### Exercise description
Using the records below, copy every line that holds the string "crate".

Records for this exercise START

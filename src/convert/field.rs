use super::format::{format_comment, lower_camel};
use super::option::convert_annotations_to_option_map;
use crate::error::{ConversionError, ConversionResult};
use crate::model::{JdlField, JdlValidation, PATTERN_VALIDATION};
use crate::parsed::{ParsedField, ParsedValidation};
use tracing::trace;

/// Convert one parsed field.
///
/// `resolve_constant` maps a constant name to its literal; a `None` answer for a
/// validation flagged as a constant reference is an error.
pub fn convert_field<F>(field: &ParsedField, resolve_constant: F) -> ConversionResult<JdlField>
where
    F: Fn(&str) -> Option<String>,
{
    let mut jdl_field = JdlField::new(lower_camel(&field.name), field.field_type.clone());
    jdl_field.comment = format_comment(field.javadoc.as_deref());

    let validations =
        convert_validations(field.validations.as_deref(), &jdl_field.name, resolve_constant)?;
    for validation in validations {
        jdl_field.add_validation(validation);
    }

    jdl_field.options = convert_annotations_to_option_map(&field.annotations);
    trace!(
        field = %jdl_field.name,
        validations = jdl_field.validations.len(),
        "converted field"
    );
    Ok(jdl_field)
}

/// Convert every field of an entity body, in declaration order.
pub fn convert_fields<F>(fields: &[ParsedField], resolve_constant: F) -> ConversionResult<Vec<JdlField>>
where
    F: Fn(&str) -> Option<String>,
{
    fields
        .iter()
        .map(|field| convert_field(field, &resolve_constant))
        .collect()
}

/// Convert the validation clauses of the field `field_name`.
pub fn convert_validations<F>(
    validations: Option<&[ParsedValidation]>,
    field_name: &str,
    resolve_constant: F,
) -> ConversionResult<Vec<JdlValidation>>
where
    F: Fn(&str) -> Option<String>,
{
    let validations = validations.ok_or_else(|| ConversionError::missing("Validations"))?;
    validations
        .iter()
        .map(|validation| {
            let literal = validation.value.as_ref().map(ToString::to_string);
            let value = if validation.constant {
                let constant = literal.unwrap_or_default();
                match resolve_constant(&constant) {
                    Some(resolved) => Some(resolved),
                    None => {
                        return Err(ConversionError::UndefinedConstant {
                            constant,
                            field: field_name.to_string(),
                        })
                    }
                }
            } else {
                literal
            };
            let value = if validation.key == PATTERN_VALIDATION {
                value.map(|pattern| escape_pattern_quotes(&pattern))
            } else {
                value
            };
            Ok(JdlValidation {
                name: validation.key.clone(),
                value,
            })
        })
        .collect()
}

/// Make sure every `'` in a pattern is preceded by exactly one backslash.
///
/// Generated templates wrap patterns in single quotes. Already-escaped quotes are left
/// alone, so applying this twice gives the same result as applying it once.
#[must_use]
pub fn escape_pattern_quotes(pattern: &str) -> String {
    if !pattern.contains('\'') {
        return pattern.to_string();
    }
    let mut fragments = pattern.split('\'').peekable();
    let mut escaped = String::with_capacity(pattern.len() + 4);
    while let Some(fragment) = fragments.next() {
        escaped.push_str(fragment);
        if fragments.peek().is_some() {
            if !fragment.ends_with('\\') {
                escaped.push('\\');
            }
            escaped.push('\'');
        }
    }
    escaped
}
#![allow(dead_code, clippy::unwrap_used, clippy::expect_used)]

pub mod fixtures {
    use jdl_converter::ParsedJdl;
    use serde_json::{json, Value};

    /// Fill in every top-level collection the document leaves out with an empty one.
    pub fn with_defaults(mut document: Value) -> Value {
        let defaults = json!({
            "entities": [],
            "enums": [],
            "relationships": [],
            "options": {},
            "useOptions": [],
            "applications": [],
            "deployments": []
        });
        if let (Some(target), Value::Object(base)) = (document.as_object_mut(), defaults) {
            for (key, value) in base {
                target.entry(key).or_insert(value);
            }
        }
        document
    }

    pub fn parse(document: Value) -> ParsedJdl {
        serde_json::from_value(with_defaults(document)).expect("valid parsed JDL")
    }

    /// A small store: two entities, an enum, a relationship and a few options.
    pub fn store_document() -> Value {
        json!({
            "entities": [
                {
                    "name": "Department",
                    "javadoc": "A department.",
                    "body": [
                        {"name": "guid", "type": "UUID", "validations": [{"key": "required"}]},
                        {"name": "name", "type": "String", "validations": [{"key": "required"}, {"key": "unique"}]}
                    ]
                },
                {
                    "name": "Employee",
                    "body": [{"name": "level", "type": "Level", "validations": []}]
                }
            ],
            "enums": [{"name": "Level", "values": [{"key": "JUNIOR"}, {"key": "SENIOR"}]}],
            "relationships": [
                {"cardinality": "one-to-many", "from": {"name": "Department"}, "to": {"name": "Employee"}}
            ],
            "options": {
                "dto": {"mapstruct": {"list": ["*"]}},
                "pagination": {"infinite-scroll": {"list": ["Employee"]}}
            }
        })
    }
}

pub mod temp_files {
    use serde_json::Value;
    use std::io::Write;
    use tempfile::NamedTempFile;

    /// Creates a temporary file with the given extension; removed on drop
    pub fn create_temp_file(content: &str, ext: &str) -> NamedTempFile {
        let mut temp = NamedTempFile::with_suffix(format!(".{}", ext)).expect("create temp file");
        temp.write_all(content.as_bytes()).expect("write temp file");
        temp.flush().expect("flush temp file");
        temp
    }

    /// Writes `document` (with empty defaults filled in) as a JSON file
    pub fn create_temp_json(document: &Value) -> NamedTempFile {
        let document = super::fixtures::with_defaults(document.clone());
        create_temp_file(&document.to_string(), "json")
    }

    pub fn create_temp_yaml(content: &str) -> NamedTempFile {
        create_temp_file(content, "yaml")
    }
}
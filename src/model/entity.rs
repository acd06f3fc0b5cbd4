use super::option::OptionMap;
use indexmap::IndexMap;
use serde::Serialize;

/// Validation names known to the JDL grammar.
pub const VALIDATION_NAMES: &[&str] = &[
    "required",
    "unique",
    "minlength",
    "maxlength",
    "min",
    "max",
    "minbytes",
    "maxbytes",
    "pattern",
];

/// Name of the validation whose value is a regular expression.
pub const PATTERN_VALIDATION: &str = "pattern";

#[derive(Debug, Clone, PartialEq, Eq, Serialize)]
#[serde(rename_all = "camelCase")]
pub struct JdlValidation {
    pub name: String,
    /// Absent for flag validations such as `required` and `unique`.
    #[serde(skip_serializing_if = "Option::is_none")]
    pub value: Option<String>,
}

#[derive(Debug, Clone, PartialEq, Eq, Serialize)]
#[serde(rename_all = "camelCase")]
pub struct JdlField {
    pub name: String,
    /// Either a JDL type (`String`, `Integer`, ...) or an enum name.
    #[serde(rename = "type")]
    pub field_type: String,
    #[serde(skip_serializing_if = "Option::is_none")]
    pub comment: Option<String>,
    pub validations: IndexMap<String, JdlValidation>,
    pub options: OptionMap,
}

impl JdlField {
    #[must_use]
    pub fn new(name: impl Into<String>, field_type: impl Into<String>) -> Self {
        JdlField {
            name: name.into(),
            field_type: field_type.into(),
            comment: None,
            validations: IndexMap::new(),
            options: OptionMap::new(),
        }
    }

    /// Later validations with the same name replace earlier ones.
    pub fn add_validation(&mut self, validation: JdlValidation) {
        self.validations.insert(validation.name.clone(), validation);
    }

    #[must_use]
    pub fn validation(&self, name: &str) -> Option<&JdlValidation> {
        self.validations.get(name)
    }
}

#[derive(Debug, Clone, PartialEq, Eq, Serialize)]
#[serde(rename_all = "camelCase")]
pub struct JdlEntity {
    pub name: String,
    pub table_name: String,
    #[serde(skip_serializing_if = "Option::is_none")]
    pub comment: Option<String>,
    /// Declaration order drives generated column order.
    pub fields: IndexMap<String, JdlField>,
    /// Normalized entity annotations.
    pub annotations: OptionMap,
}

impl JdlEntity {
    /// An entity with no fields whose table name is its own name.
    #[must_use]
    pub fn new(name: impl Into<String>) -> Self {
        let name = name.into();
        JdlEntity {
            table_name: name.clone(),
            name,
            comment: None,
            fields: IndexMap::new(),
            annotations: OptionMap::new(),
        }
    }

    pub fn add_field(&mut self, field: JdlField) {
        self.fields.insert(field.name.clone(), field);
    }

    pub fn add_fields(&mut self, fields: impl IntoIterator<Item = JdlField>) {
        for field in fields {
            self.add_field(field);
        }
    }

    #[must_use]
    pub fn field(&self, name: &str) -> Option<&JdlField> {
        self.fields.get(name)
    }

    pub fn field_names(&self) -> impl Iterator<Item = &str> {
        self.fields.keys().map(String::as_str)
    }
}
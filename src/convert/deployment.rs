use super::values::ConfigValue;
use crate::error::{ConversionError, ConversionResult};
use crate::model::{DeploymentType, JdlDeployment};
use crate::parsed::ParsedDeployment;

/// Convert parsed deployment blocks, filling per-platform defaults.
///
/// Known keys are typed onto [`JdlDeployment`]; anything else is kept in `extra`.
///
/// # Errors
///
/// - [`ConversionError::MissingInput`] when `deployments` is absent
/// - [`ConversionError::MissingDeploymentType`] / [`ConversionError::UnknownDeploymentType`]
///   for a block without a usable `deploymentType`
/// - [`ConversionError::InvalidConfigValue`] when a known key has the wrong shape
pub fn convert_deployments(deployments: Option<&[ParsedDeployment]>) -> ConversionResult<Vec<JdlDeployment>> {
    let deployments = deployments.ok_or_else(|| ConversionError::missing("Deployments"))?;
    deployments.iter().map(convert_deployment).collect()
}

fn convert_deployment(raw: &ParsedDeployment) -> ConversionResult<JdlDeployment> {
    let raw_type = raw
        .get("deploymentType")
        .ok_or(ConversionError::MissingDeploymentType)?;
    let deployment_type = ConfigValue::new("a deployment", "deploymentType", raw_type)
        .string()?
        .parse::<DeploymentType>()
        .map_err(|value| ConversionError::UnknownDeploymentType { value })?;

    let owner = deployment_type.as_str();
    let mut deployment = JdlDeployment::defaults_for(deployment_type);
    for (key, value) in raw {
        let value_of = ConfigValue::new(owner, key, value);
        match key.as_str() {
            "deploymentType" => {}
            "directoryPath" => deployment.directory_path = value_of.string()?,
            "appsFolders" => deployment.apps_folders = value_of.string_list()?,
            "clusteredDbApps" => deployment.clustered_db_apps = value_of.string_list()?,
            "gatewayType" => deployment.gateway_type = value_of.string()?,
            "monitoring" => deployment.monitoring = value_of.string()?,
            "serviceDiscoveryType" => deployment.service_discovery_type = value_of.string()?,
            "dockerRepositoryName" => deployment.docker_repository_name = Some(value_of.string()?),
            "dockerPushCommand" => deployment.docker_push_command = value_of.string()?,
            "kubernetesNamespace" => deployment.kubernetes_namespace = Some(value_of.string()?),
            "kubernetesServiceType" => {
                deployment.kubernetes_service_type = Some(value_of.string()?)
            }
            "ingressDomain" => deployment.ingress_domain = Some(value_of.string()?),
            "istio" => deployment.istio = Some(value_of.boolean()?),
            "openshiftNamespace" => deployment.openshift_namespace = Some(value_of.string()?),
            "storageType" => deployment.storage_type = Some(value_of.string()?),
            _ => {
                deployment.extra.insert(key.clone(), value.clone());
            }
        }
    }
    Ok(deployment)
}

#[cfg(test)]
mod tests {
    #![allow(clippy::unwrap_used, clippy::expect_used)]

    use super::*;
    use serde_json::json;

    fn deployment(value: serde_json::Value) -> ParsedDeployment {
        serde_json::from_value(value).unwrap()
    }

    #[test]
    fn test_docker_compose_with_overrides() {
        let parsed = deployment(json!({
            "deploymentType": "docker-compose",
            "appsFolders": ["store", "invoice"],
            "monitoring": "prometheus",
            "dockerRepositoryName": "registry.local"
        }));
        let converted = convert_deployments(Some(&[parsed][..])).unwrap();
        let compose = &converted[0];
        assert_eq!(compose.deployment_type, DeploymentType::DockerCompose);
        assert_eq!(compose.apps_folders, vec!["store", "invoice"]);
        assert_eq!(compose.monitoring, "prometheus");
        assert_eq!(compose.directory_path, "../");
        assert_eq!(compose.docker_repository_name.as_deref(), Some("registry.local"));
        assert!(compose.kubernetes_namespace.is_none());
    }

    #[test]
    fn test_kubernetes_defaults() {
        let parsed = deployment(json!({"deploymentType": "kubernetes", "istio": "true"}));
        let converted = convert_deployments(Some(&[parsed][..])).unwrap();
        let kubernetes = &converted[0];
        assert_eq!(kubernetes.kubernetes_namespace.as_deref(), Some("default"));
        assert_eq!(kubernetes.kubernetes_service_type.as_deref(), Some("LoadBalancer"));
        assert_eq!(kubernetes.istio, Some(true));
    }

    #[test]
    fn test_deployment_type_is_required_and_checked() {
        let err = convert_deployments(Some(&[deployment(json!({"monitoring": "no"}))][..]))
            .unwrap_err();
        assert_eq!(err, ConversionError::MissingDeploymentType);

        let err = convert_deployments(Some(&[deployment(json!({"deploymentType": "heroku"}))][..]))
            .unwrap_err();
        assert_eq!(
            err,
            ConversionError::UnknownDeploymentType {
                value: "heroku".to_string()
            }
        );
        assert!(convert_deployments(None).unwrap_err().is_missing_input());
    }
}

Records for this exercise END

### Task output
use crate::error::{ConversionError, ConversionResult};
use crate::model::{JdlField, JdlValidation, PATTERN_VALIDATION};
use crate::parsed::{ParsedField, ParsedValidation};
use crate::error::{ConversionError, ConversionResult};
use crate::model::{DeploymentType, JdlDeployment};
use crate::parsed::ParsedDeployment;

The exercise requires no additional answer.